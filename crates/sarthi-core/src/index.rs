//! Chunk index: the embedding + vector-store client pair.
//!
//! Everything the rest of the core does against vectors goes through this
//! type, so tenant scoping and id construction live in exactly one place.

use std::sync::Arc;

use tracing::{debug, info};

use crate::error::SarthiResult;
use crate::types::{ChunkFilter, ChunkRecord, ScoredChunk};
use crate::traits::{Embedder, VectorRecord, VectorStore};

/// Embeds chunk text and moves it in and out of the vector store under a
/// mandatory owner+frame scope.
pub struct ChunkIndex {
    embedder: Arc<dyn Embedder>,
    store: Arc<dyn VectorStore>,
}

impl ChunkIndex {
    pub fn new(embedder: Arc<dyn Embedder>, store: Arc<dyn VectorStore>) -> Self {
        Self { embedder, store }
    }

    /// Embed and upsert a batch of chunks. Ids follow the
    /// `{owner}_{frame}_{material}_{index}_{uuid}` scheme.
    pub async fn upsert_chunks(&self, chunks: &[ChunkRecord]) -> SarthiResult<()> {
        if chunks.is_empty() {
            return Ok(());
        }

        let texts: Vec<String> = chunks.iter().map(|c| c.text.clone()).collect();
        let vectors = self.embedder.embed_batch(&texts).await?;

        let records: Vec<VectorRecord> = chunks
            .iter()
            .zip(vectors)
            .map(|(chunk, vector)| {
                let mut payload = chunk.metadata.to_payload();
                payload.insert("text".into(), chunk.text.clone().into());
                VectorRecord::new(chunk.metadata.vector_id(), vector, payload)
            })
            .collect();

        let count = records.len();
        self.store.upsert(records).await?;
        info!(count, "stored chunk embeddings");
        Ok(())
    }

    /// Replace a material's chunks wholesale: delete whatever an earlier run
    /// stored, then upsert. Makes at-least-once job redelivery converge to a
    /// single run's worth of vectors despite the random id suffix.
    pub async fn replace_material(
        &self,
        filter: &ChunkFilter,
        chunks: &[ChunkRecord],
    ) -> SarthiResult<()> {
        self.store.delete_by_filter(filter).await?;
        self.upsert_chunks(chunks).await
    }

    /// Embed the query and return the `top_k` nearest chunks inside the
    /// filter scope, each with its original text.
    pub async fn search(
        &self,
        query: &str,
        filter: &ChunkFilter,
        top_k: usize,
    ) -> SarthiResult<Vec<ScoredChunk>> {
        let query_vector = self.embedder.embed(query).await?;
        let results = self.store.search(&query_vector, top_k, filter).await?;
        debug!(hits = results.len(), "vector search");

        Ok(results
            .into_iter()
            .map(|r| {
                let text = r
                    .payload
                    .get("text")
                    .and_then(|v| v.as_str())
                    .unwrap_or_default()
                    .to_string();
                ScoredChunk {
                    id: r.id,
                    score: r.score,
                    text,
                    payload: r.payload,
                }
            })
            .collect())
    }

    /// Bulk-delete everything in the filter scope (frame/material removal).
    pub async fn delete_scope(&self, filter: &ChunkFilter) -> SarthiResult<()> {
        self.store.delete_by_filter(filter).await
    }
}
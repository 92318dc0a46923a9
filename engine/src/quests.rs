//! Quest-level evaluation: fold a quest's rounds into a single verdict.

use types::{Quest, Verdict};

use crate::rounds::evaluate_round;

/// Fails needed to sabotage a quest: the 4th quest of a 7+ player game
/// needs two, every other quest needs one. `quest_index` is 0-based.
pub fn required_fails(game_player_count: usize, quest_index: usize) -> u32 {
    if game_player_count >= 7 && quest_index == 3 {
        2
    } else {
        1
    }
}

/// Decide a quest from its rounds in order. A successful mission can never
/// be undone, so a Pass anywhere wins over a Fail anywhere else in the
/// round history, whatever order they were recorded in.
pub fn evaluate_quest(quest: &Quest, quest_index: usize, game_player_count: usize) -> Verdict {
    let required = required_fails(game_player_count, quest_index);
    let verdicts: Vec<_> =
        quest.rounds.iter().map(|round| evaluate_round(round, required)).collect();
    if verdicts.contains(&Verdict::Pass) {
        Verdict::Pass
    } else if verdicts.contains(&Verdict::Fail) {
        Verdict::Fail
    } else {
        Verdict::Pending
    }
}

#[cfg(test)]
mod tests {
    use super::*;
    use types::{GamePlayer, Quest, Round};

    fn roster(n: i64) -> Vec<GamePlayer> {
        (1..=n).map(GamePlayer::new).collect()
    }

    /// An approved round with the given fail count.
    fn approved_round(id: i64, player_count: i64, fails: u32) -> Round {
        let mut round = Round::fresh(id, &roster(player_count), 1);
        for rp in round.round_players.iter_mut() {
            rp.approval = true;
        }
        for rp in round.round_players.iter_mut().take(3) {
            rp.team = true;
        }
        round.fails = fails;
        round
    }

    fn rejected_round(id: i64, player_count: i64) -> Round {
        Round::fresh(id, &roster(player_count), 1)
    }

    #[test]
    fn threshold_is_two_only_on_the_fourth_quest_of_large_games() {
        for player_count in 2..=10 {
            for quest_index in 0..5 {
                let expected = if player_count >= 7 && quest_index == 3 { 2 } else { 1 };
                assert_eq!(
                    required_fails(player_count, quest_index),
                    expected,
                    "{player_count} players, quest index {quest_index}"
                );
            }
        }
    }

    #[test]
    fn first_decisive_round_wins() {
        let quest = Quest {
            id: 1,
            rounds: vec![
                rejected_round(1, 5),
                rejected_round(2, 5),
                approved_round(3, 5, 0),
            ],
        };
        assert_eq!(evaluate_quest(&quest, 0, 5), Verdict::Pass);
    }

    #[test]
    fn pass_takes_priority_over_fail_anywhere_in_history() {
        let quest = Quest {
            id: 1,
            rounds: vec![approved_round(1, 5, 1), approved_round(2, 5, 0)],
        };
        assert_eq!(evaluate_quest(&quest, 0, 5), Verdict::Pass);

        let reversed = Quest {
            id: 2,
            rounds: vec![approved_round(1, 5, 0), approved_round(2, 5, 1)],
        };
        assert_eq!(evaluate_quest(&reversed, 0, 5), Verdict::Pass);
    }

    #[test]
    fn failed_round_fails_the_quest() {
        let quest = Quest {
            id: 1,
            rounds: vec![rejected_round(1, 5), approved_round(2, 5, 1)],
        };
        assert_eq!(evaluate_quest(&quest, 0, 5), Verdict::Fail);
    }

    #[test]
    fn single_fail_on_a_two_fail_quest_stays_pending() {
        let quest = Quest { id: 1, rounds: vec![approved_round(1, 7, 1)] };
        assert_eq!(evaluate_quest(&quest, 3, 7), Verdict::Pending);
        // same round on any other quest index fails outright
        assert_eq!(evaluate_quest(&quest, 2, 7), Verdict::Fail);
    }

    #[test]
    fn quest_with_only_rejections_is_pending() {
        let quest = Quest {
            id: 1,
            rounds: vec![rejected_round(1, 5), rejected_round(2, 5)],
        };
        assert_eq!(evaluate_quest(&quest, 0, 5), Verdict::Pending);
    }
}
══════════════════════════════
* [PROBLEM REQUIREMENTS]:
In the entries above, find each line with the word "ScoredChunk" and return it.

* [WRITTEN RESPONSE]:
use crate::types::{ChunkFilter, ChunkRecord, ScoredChunk};
    ) -> SarthiResult<Vec<ScoredChunk>> {
                ScoredChunk {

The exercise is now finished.